## INSTRUCTIONS FOR THE TASK
Within the data below, copy each line where the string "DiagnosticSink" is found.

Records from a data collection:
++++

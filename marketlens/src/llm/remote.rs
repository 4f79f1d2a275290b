use common::EndpointConfig;
use serde::{Deserialize, Serialize};
use std::time::Duration;
use tracing::debug;

use super::{LlmProvider, LlmRequest, LlmResponse, UsageMetadata};
use crate::fallback::FallbackReason;

/// Headers set by the provider itself; static params cannot replace them.
pub const RESERVED_HEADERS: [&str; 2] = ["Authorization", "Content-Type"];

/// Remote LLM provider using an OpenAI-compatible chat completions API
pub struct RemoteLlmProvider {
    endpoint: EndpointConfig,
    model: String,
    timeout: Option<Duration>,
    default_max_tokens: usize,
    default_temperature: f32,
    client: reqwest::Client,
}

impl RemoteLlmProvider {
    pub fn new(endpoint: EndpointConfig, model: impl Into<String>) -> Self {
        Self {
            endpoint,
            model: model.into(),
            timeout: None,
            default_max_tokens: common::DEFAULT_SENTIMENT_MAX_TOKENS,
            default_temperature: common::DEFAULT_SENTIMENT_TEMPERATURE,
            client: reqwest::Client::new(),
        }
    }

    pub fn with_defaults(mut self, max_tokens: usize, temperature: f32) -> Self {
        self.default_max_tokens = max_tokens;
        self.default_temperature = temperature;
        self
    }

    pub fn with_timeout(mut self, timeout: Option<Duration>) -> Self {
        self.timeout = timeout;
        self
    }

    pub fn from_config(config: &common::SentimentConfig, endpoint: EndpointConfig) -> Self {
        Self::new(endpoint, config.model())
            .with_defaults(config.max_tokens(), config.temperature())
            .with_timeout(config.timeout_seconds.map(Duration::from_secs))
    }

    pub fn has_credential(&self) -> bool {
        self.endpoint.credential().is_some()
    }

    async fn exchange(&self, api_key: &str, body: &OpenAiRequest) -> Result<String, FallbackReason> {
        let url = self.endpoint.url("chat/completions");
        debug!(url = %url, model = %body.model, "sending chat completion request");

        let mut builder = self
            .client
            .post(&url)
            .header("Authorization", format!("Bearer {}", api_key))
            .header("Content-Type", "application/json");
        for (name, value) in self.endpoint.params_except(&RESERVED_HEADERS) {
            builder = builder.header(name, value);
        }

        let response = builder.json(body).send().await?;

        if !response.status().is_success() {
            let status = response.status();
            let body = response.text().await.unwrap_or_default();
            return Err(FallbackReason::ServiceReported(format!("LLM API error {}: {}", status, body)));
        }

        Ok(response.text().await?)
    }
}

#[async_trait::async_trait]
impl LlmProvider for RemoteLlmProvider {
    async fn generate(&self, request: LlmRequest) -> Result<LlmResponse, FallbackReason> {
        let api_key = self
            .endpoint
            .credential()
            .ok_or(FallbackReason::MissingCredential)?;

        let mut messages = Vec::with_capacity(2);
        if let Some(system) = request.system {
            messages.push(Message {
                role: "system".to_string(),
                content: system,
            });
        }
        messages.push(Message {
            role: "user".to_string(),
            content: request.prompt,
        });

        let req_body = OpenAiRequest {
            model: self.model.clone(),
            messages,
            max_tokens: Some(request.max_tokens.unwrap_or(self.default_max_tokens)),
            temperature: Some(request.temperature.unwrap_or(self.default_temperature)),
        };

        let body_text = match self.timeout {
            Some(limit) => tokio::time::timeout(limit, self.exchange(api_key, &req_body))
                .await
                .map_err(|_| FallbackReason::Transport(format!("LLM request timed out after {:?}", limit)))??,
            None => self.exchange(api_key, &req_body).await?,
        };

        let resp_body: OpenAiResponse = serde_json::from_str(&body_text)
            .map_err(|e| FallbackReason::MalformedResponse(format!("failed to parse LLM response: {}", e)))?;

        let content = resp_body
            .choices
            .into_iter()
            .next()
            .and_then(|choice| choice.message)
            .and_then(|message| message.content)
            .ok_or_else(|| FallbackReason::MalformedResponse("LLM response has no choices".to_string()))?;

        let usage = resp_body
            .usage
            .map(|u| UsageMetadata {
                prompt_tokens: u.prompt_tokens.unwrap_or(0),
                completion_tokens: u.completion_tokens.unwrap_or(0),
                total_tokens: u.total_tokens.unwrap_or(0),
            })
            .unwrap_or_default();

        Ok(LlmResponse {
            content,
            usage,
            model: resp_body.model.unwrap_or_else(|| self.model.clone()),
        })
    }
}

// OpenAI API request/response structures
#[derive(Debug, Serialize)]
struct OpenAiRequest {
    model: String,
    messages: Vec<Message>,
    #[serde(skip_serializing_if = "Option::is_none")]
    max_tokens: Option<usize>,
    #[serde(skip_serializing_if = "Option::is_none")]
    temperature: Option<f32>,
}

#[derive(Debug, Serialize)]
struct Message {
    role: String,
    content: String,
}

#[derive(Debug, Deserialize)]
struct OpenAiResponse {
    model: Option<String>,
    #[serde(default)]
    choices: Vec<Choice>,
    usage: Option<Usage>,
}

#[derive(Debug, Deserialize)]
struct Choice {
    message: Option<ChoiceMessage>,
}

#[derive(Debug, Deserialize)]
struct ChoiceMessage {
    content: Option<String>,
}

#[derive(Debug, Deserialize)]
struct Usage {
    #[serde(default)]
    prompt_tokens: Option<usize>,
    #[serde(default)]
    completion_tokens: Option<usize>,
    #[serde(default)]
    total_tokens: Option<usize>,
}
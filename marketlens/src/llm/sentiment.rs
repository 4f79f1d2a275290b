// Sentiment analysis with mock fallback
use std::sync::Arc;
use tracing::info;

use super::{LlmProvider, LlmRequest, Sentiment, SentimentResult};
use crate::fallback::{with_fallback, DiagnosticSink, FallbackReason, TracingSink};
use crate::mock;

pub const SENTIMENT_SYSTEM_PROMPT: &str =
    "Analyze the sentiment of the following text and provide insights relevant to financial markets.";

pub const OPERATION: &str = "analyze_sentiment";

/// Financial sentiment analysis backed by a chat-completion provider.
///
/// `analyze_sentiment` never fails: when the provider is unusable the result
/// comes from [`mock::mock_sentiment`] and the reason goes to the sink.
pub struct SentimentAnalyzer {
    provider: Arc<dyn LlmProvider>,
    sink: Arc<dyn DiagnosticSink>,
}

impl SentimentAnalyzer {
    pub fn new(provider: Arc<dyn LlmProvider>) -> Self {
        Self {
            provider,
            sink: Arc::new(TracingSink),
        }
    }

    pub fn with_sink(mut self, sink: Arc<dyn DiagnosticSink>) -> Self {
        self.sink = sink;
        self
    }

    pub async fn analyze_sentiment(&self, text: &str) -> SentimentResult {
        with_fallback(
            OPERATION,
            self.sink.as_ref(),
            self.try_analyze_sentiment(text),
            mock::mock_sentiment,
        )
        .await
    }

    /// Same request as [`analyze_sentiment`](Self::analyze_sentiment), without the fallback.
    pub async fn try_analyze_sentiment(&self, text: &str) -> Result<SentimentResult, FallbackReason> {
        let request = LlmRequest {
            system: Some(SENTIMENT_SYSTEM_PROMPT.to_string()),
            prompt: text.to_string(),
            max_tokens: None,
            temperature: None,
        };

        let response = self.provider.generate(request).await?;
        let label = Sentiment::infer(&response.content);
        info!(
            label = %label,
            model = %response.model,
            tokens = response.usage.total_tokens,
            "sentiment analysis successful"
        );

        Ok(SentimentResult {
            label,
            narrative_text: response.content,
        })
    }
}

++++

## WRITTEN ANSWER
use crate::fallback::{with_fallback, DiagnosticSink, FallbackReason, TracingSink};
    sink: Arc<dyn DiagnosticSink>,
    pub fn with_sink(mut self, sink: Arc<dyn DiagnosticSink>) -> Self {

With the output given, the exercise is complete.